YOUR ASSIGNMENT: Among the entries below, how many lines contain the string "message"? Only the number, please.

MATERIALS PROVIDED:
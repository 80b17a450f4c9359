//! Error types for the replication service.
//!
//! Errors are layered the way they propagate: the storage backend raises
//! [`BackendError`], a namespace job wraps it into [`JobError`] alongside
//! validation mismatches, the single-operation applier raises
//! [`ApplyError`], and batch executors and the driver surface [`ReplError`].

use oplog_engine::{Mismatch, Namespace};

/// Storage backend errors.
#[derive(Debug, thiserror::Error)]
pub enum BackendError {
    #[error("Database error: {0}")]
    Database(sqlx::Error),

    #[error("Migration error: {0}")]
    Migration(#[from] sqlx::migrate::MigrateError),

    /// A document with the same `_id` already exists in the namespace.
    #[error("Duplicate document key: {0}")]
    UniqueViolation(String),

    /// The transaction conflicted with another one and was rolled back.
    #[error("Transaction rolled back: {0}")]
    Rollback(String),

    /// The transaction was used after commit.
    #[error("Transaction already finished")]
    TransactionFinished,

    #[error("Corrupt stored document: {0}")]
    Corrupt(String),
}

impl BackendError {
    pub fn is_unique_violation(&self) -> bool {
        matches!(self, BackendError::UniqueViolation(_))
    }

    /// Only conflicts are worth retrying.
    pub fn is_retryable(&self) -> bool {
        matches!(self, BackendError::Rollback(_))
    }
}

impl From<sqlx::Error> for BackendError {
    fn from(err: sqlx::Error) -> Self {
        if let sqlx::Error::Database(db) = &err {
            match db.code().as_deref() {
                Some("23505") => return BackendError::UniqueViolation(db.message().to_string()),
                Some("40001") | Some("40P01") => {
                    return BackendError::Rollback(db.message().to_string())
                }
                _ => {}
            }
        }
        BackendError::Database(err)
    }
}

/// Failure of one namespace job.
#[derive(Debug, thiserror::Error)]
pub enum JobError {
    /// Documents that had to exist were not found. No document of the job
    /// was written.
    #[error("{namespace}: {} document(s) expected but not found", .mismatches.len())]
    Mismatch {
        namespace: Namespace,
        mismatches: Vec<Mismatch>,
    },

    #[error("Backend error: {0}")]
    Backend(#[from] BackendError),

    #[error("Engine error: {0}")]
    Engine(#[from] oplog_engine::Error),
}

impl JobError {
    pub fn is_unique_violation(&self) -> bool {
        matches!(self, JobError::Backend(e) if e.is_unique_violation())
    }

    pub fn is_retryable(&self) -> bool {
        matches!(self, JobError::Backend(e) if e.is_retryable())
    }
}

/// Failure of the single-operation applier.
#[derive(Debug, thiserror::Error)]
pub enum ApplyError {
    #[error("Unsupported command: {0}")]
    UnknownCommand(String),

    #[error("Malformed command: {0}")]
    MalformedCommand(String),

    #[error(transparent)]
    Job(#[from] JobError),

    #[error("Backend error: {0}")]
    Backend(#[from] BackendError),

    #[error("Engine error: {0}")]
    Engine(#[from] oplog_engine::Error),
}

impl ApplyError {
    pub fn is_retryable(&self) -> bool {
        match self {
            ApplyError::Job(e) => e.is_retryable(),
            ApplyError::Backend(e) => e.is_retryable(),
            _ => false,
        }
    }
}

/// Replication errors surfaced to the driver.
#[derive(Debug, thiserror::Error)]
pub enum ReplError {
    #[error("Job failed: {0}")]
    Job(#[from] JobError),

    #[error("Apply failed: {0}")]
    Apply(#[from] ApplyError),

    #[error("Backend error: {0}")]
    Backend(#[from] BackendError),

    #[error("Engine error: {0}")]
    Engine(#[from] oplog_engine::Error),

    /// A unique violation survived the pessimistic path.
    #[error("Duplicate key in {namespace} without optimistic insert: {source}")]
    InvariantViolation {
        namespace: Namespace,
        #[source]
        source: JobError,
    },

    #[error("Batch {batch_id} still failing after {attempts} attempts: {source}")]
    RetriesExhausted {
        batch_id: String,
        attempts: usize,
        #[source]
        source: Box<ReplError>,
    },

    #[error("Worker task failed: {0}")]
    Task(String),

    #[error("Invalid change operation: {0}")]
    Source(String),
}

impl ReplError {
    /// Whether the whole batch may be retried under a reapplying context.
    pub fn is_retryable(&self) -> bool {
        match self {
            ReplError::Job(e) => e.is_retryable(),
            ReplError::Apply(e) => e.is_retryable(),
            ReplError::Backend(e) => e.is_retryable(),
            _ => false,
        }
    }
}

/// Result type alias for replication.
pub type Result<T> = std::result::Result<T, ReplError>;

RESPONSE: 2